WHAT YOU SHOULD DO:
Could you return the data below exactly as it appears?
** EXERCISE MATERIALS follows **
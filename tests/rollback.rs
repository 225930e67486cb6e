
use insta::assert_snapshot;
use line_status::{IncrementalPolicy, LineBuffer, RangeKind, TextBuffer, TrackerError};
use rstest::rstest;
use test_utils::{assert_valid, edit, load_fixture, render, rollback_all, tracker};

#[rstest]
#[case::modified(lines!["a", "x", "c"], lines!["a", "b", "c"])]
#[case::inserted_in_middle(lines!["a", "new", "b"], lines!["a", "b"])]
#[case::deleted_in_middle(lines!["a", "c"], lines!["a", "b", "c"])]
#[case::inserted_at_end(lines!["a", "b", "new"], lines!["a", "b"])]
#[case::deleted_at_end(lines!["a"], lines!["a", "b", "c"])]
#[case::inserted_at_start(lines!["new", "a"], lines!["a"])]
#[case::deleted_at_start(lines!["c"], lines!["a", "b", "c"])]
#[case::trailing_newline_added("a\n".to_string(), "a".to_string())]
#[case::trailing_newline_removed("a".to_string(), "a\n".to_string())]
#[case::everything_replaced(lines!["x", "y"], lines!["a", "b", "c"])]
fn test_rollback_restores_base(
    #[case] working: String,
    #[case] base: String,
    #[values(IncrementalPolicy::Off, IncrementalPolicy::Contained, IncrementalPolicy::Bounded)]
    policy: IncrementalPolicy,
) {
    let mut buffer = TextBuffer::new(working);
    let tracker = tracker(&buffer, &base, policy);
    assert_eq!(tracker.ranges(&buffer).len(), 1);

    let range = tracker.ranges(&buffer)[0].clone();
    assert!(tracker.rollback_range(&mut buffer, &range).unwrap());

    assert_eq!(buffer.as_str(), base);
    assert!(tracker.ranges(&buffer).is_empty());
}

#[test]
fn test_rollback_all_round_trips_fixture() {
    let base = load_fixture("base.txt");
    let mut buffer = TextBuffer::new(load_fixture("working.txt"));
    let tracker = tracker(&buffer, &base, IncrementalPolicy::Contained);

    let all_lines: Vec<usize> = (0..buffer.line_count()).collect();
    assert_eq!(tracker.rollback_lines(&mut buffer, all_lines).unwrap(), 2);
    assert_eq!(buffer.as_str(), base);
}

#[test]
fn test_rollback_renumbers_remaining_ranges() {
    let mut buffer = TextBuffer::new(lines!["new", "a", "b", "x", "d"]);
    let tracker = tracker(&buffer, &lines!["a", "b", "c", "d"], IncrementalPolicy::Bounded);
    let ranges = tracker.ranges(&buffer);
    assert_snapshot!(render(&ranges), @"inserted 0..1 <- 0..0; modified 3..4 <- 2..3");
    let modified_id = ranges[1].id();

    assert!(tracker.rollback_range(&mut buffer, &ranges[0]).unwrap());

    let ranges = tracker.ranges(&buffer);
    assert_snapshot!(render(&ranges), @"modified 2..3 <- 2..3");
    assert_eq!(ranges[0].id(), modified_id);
    assert_valid(&tracker, &buffer);
}

#[test]
fn test_rollback_is_idempotent() {
    let mut buffer = TextBuffer::new(lines!["a", "x", "c", "y"]);
    let tracker = tracker(&buffer, &lines!["a", "b", "c", "d"], IncrementalPolicy::Contained);
    let first = tracker.ranges(&buffer)[0].clone();

    assert!(tracker.rollback_range(&mut buffer, &first).unwrap());
    let after_first = buffer.as_str().to_string();
    assert!(!tracker.rollback_range(&mut buffer, &first).unwrap());
    assert_eq!(buffer.as_str(), after_first);
    assert_snapshot!(render(&tracker.ranges(&buffer)), @"modified 3..4 <- 3..4");
}

#[test]
fn test_selection_is_all_or_nothing() {
    let mut buffer = TextBuffer::new(lines!["a", "x1", "x2", "x3", "e", "y"]);
    let tracker = tracker(
        &buffer,
        &lines!["a", "b", "c", "d", "e", "f"],
        IncrementalPolicy::Contained,
    );
    assert_snapshot!(
        render(&tracker.ranges(&buffer)),
        @"modified 1..4 <- 1..4; modified 5..6 <- 5..6"
    );

    // Covers the second range fully and the first one partly.
    assert_eq!(tracker.rollback_lines(&mut buffer, [2, 3, 4, 5]).unwrap(), 1);
    assert_eq!(buffer.as_str(), lines!["a", "x1", "x2", "x3", "e", "f"]);
    assert_snapshot!(render(&tracker.ranges(&buffer)), @"modified 1..4 <- 1..4");
}

#[test]
fn test_deletion_is_selected_by_the_line_it_sits_on() {
    let mut buffer = TextBuffer::new(lines!["a", "d"]);
    let tracker = tracker(&buffer, &lines!["a", "b", "c", "d"], IncrementalPolicy::Contained);
    let deletion = tracker.range_at_line(&buffer, 1).unwrap().unwrap();
    assert_eq!(deletion.kind(), RangeKind::Deleted);

    assert_eq!(tracker.rollback_lines(&mut buffer, [0]).unwrap(), 0);
    assert_eq!(tracker.rollback_lines(&mut buffer, [1]).unwrap(), 1);
    assert_eq!(buffer.as_str(), lines!["a", "b", "c", "d"]);
}

#[test]
fn test_out_of_range_selection_fails_without_mutation() {
    let mut buffer = TextBuffer::new(lines!["a", "x"]);
    let tracker = tracker(&buffer, &lines!["a", "b"], IncrementalPolicy::Contained);

    let err = tracker.rollback_lines(&mut buffer, [1, 2]).unwrap_err();
    assert!(matches!(err, TrackerError::LineOutOfBounds { line: 2, line_count: 2 }));
    assert_eq!(err.to_string(), "Line 2 is outside the buffer (2 lines)");
    assert_eq!(buffer.as_str(), lines!["a", "x"]);
}

#[test]
fn test_rollback_after_typing() {
    let base = lines!["fn main() {", "    run();", "}"];
    let mut buffer = TextBuffer::new(base.clone());
    let tracker = tracker(&buffer, &base, IncrementalPolicy::Contained);

    let at = buffer.line_end_offset(1);
    edit(&tracker, &mut buffer, at, at, "\n    log();");
    edit(&tracker, &mut buffer, 7, 7, "_inner");
    assert_snapshot!(
        render(&tracker.ranges(&buffer)),
        @"modified 0..1 <- 0..1; inserted 2..3 <- 2..2"
    );

    assert_eq!(rollback_all(&tracker, &mut buffer), 2);
    assert_eq!(buffer.as_str(), base);
}

#[test]
fn test_fragment_rollback_restores_one_word() {
    let mut buffer = TextBuffer::new("let total = price * 3 + fee;");
    let tracker = tracker(&buffer, "let total = price * 2 + tax;", IncrementalPolicy::Contained);
    let range = tracker.ranges(&buffer)[0].clone();
    let fragments: Vec<&str> = range
        .fragments()
        .iter()
        .map(|f| &buffer.as_str()[f.working.clone()])
        .collect();
    assert_eq!(fragments, vec!["3", "fee"]);

    assert!(tracker.rollback_fragment(&mut buffer, &range, 1).unwrap());
    assert_eq!(buffer.as_str(), "let total = price * 3 + tax;");

    let range = tracker.ranges(&buffer)[0].clone();
    assert_eq!(range.fragments().len(), 1);
    assert!(tracker.rollback_fragment(&mut buffer, &range, 0).unwrap());
    assert_eq!(buffer.as_str(), "let total = price * 2 + tax;");
    assert!(tracker.ranges(&buffer).is_empty());
}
** End of EXERCISE MATERIALS **
FINISHED TASK:
filename tests/rollback.rs
repository 225930e67486cb6e

use insta::assert_snapshot;
use line_status::{IncrementalPolicy, LineBuffer, RangeKind, TextBuffer, TrackerError};
use rstest::rstest;
use test_utils::{assert_valid, edit, load_fixture, render, rollback_all, tracker};

#[rstest]
#[case::modified(lines!["a", "x", "c"], lines!["a", "b", "c"])]
#[case::inserted_in_middle(lines!["a", "new", "b"], lines!["a", "b"])]
#[case::deleted_in_middle(lines!["a", "c"], lines!["a", "b", "c"])]
#[case::inserted_at_end(lines!["a", "b", "new"], lines!["a", "b"])]
#[case::deleted_at_end(lines!["a"], lines!["a", "b", "c"])]
#[case::inserted_at_start(lines!["new", "a"], lines!["a"])]
#[case::deleted_at_start(lines!["c"], lines!["a", "b", "c"])]
#[case::trailing_newline_added("a\n".to_string(), "a".to_string())]
#[case::trailing_newline_removed("a".to_string(), "a\n".to_string())]
#[case::everything_replaced(lines!["x", "y"], lines!["a", "b", "c"])]
fn test_rollback_restores_base(
    #[case] working: String,
    #[case] base: String,
    #[values(IncrementalPolicy::Off, IncrementalPolicy::Contained, IncrementalPolicy::Bounded)]
    policy: IncrementalPolicy,
) {
    let mut buffer = TextBuffer::new(working);
    let tracker = tracker(&buffer, &base, policy);
    assert_eq!(tracker.ranges(&buffer).len(), 1);

    let range = tracker.ranges(&buffer)[0].clone();
    assert!(tracker.rollback_range(&mut buffer, &range).unwrap());

    assert_eq!(buffer.as_str(), base);
    assert!(tracker.ranges(&buffer).is_empty());
}

#[test]
fn test_rollback_all_round_trips_fixture() {
    let base = load_fixture("base.txt");
    let mut buffer = TextBuffer::new(load_fixture("working.txt"));
    let tracker = tracker(&buffer, &base, IncrementalPolicy::Contained);

    let all_lines: Vec<usize> = (0..buffer.line_count()).collect();
    assert_eq!(tracker.rollback_lines(&mut buffer, all_lines).unwrap(), 2);
    assert_eq!(buffer.as_str(), base);
}

#[test]
fn test_rollback_renumbers_remaining_ranges() {
    let mut buffer = TextBuffer::new(lines!["new", "a", "b", "x", "d"]);
    let tracker = tracker(&buffer, &lines!["a", "b", "c", "d"], IncrementalPolicy::Bounded);
    let ranges = tracker.ranges(&buffer);
    assert_snapshot!(render(&ranges), @"inserted 0..1 <- 0..0; modified 3..4 <- 2..3");
    let modified_id = ranges[1].id();

    assert!(tracker.rollback_range(&mut buffer, &ranges[0]).unwrap());

    let ranges = tracker.ranges(&buffer);
    assert_snapshot!(render(&ranges), @"modified 2..3 <- 2..3");
    assert_eq!(ranges[0].id(), modified_id);
    assert_valid(&tracker, &buffer);
}

#[test]
fn test_rollback_is_idempotent() {
    let mut buffer = TextBuffer::new(lines!["a", "x", "c", "y"]);
    let tracker = tracker(&buffer, &lines!["a", "b", "c", "d"], IncrementalPolicy::Contained);
    let first = tracker.ranges(&buffer)[0].clone();

    assert!(tracker.rollback_range(&mut buffer, &first).unwrap());
    let after_first = buffer.as_str().to_string();
    assert!(!tracker.rollback_range(&mut buffer, &first).unwrap());
    assert_eq!(buffer.as_str(), after_first);
    assert_snapshot!(render(&tracker.ranges(&buffer)), @"modified 3..4 <- 3..4");
}

#[test]
fn test_selection_is_all_or_nothing() {
    let mut buffer = TextBuffer::new(lines!["a", "x1", "x2", "x3", "e", "y"]);
    let tracker = tracker(
        &buffer,
        &lines!["a", "b", "c", "d", "e", "f"],
        IncrementalPolicy::Contained,
    );
    assert_snapshot!(
        render(&tracker.ranges(&buffer)),
        @"modified 1..4 <- 1..4; modified 5..6 <- 5..6"
    );

    // Covers the second range fully and the first one partly.
    assert_eq!(tracker.rollback_lines(&mut buffer, [2, 3, 4, 5]).unwrap(), 1);
    assert_eq!(buffer.as_str(), lines!["a", "x1", "x2", "x3", "e", "f"]);
    assert_snapshot!(render(&tracker.ranges(&buffer)), @"modified 1..4 <- 1..4");
}

#[test]
fn test_deletion_is_selected_by_the_line_it_sits_on() {
    let mut buffer = TextBuffer::new(lines!["a", "d"]);
    let tracker = tracker(&buffer, &lines!["a", "b", "c", "d"], IncrementalPolicy::Contained);
    let deletion = tracker.range_at_line(&buffer, 1).unwrap().unwrap();
    assert_eq!(deletion.kind(), RangeKind::Deleted);

    assert_eq!(tracker.rollback_lines(&mut buffer, [0]).unwrap(), 0);
    assert_eq!(tracker.rollback_lines(&mut buffer, [1]).unwrap(), 1);
    assert_eq!(buffer.as_str(), lines!["a", "b", "c", "d"]);
}

#[test]
fn test_out_of_range_selection_fails_without_mutation() {
    let mut buffer = TextBuffer::new(lines!["a", "x"]);
    let tracker = tracker(&buffer, &lines!["a", "b"], IncrementalPolicy::Contained);

    let err = tracker.rollback_lines(&mut buffer, [1, 2]).unwrap_err();
    assert!(matches!(err, TrackerError::LineOutOfBounds { line: 2, line_count: 2 }));
    assert_eq!(err.to_string(), "Line 2 is outside the buffer (2 lines)");
    assert_eq!(buffer.as_str(), lines!["a", "x"]);
}

#[test]
fn test_rollback_after_typing() {
    let base = lines!["fn main() {", "    run();", "}"];
    let mut buffer = TextBuffer::new(base.clone());
    let tracker = tracker(&buffer, &base, IncrementalPolicy::Contained);

    let at = buffer.line_end_offset(1);
    edit(&tracker, &mut buffer, at, at, "\n    log();");
    edit(&tracker, &mut buffer, 7, 7, "_inner");
    assert_snapshot!(
        render(&tracker.ranges(&buffer)),
        @"modified 0..1 <- 0..1; inserted 2..3 <- 2..2"
    );

    assert_eq!(rollback_all(&tracker, &mut buffer), 2);
    assert_eq!(buffer.as_str(), base);
}

#[test]
fn test_fragment_rollback_restores_one_word() {
    let mut buffer = TextBuffer::new("let total = price * 3 + fee;");
    let tracker = tracker(&buffer, "let total = price * 2 + tax;", IncrementalPolicy::Contained);
    let range = tracker.ranges(&buffer)[0].clone();
    let fragments: Vec<&str> = range
        .fragments()
        .iter()
        .map(|f| &buffer.as_str()[f.working.clone()])
        .collect();
    assert_eq!(fragments, vec!["3", "fee"]);

    assert!(tracker.rollback_fragment(&mut buffer, &range, 1).unwrap());
    assert_eq!(buffer.as_str(), "let total = price * 3 + tax;");

    let range = tracker.ranges(&buffer)[0].clone();
    assert_eq!(range.fragments().len(), 1);
    assert!(tracker.rollback_fragment(&mut buffer, &range, 0).unwrap());
    assert_eq!(buffer.as_str(), "let total = price * 2 + tax;");
    assert!(tracker.ranges(&buffer).is_empty());
}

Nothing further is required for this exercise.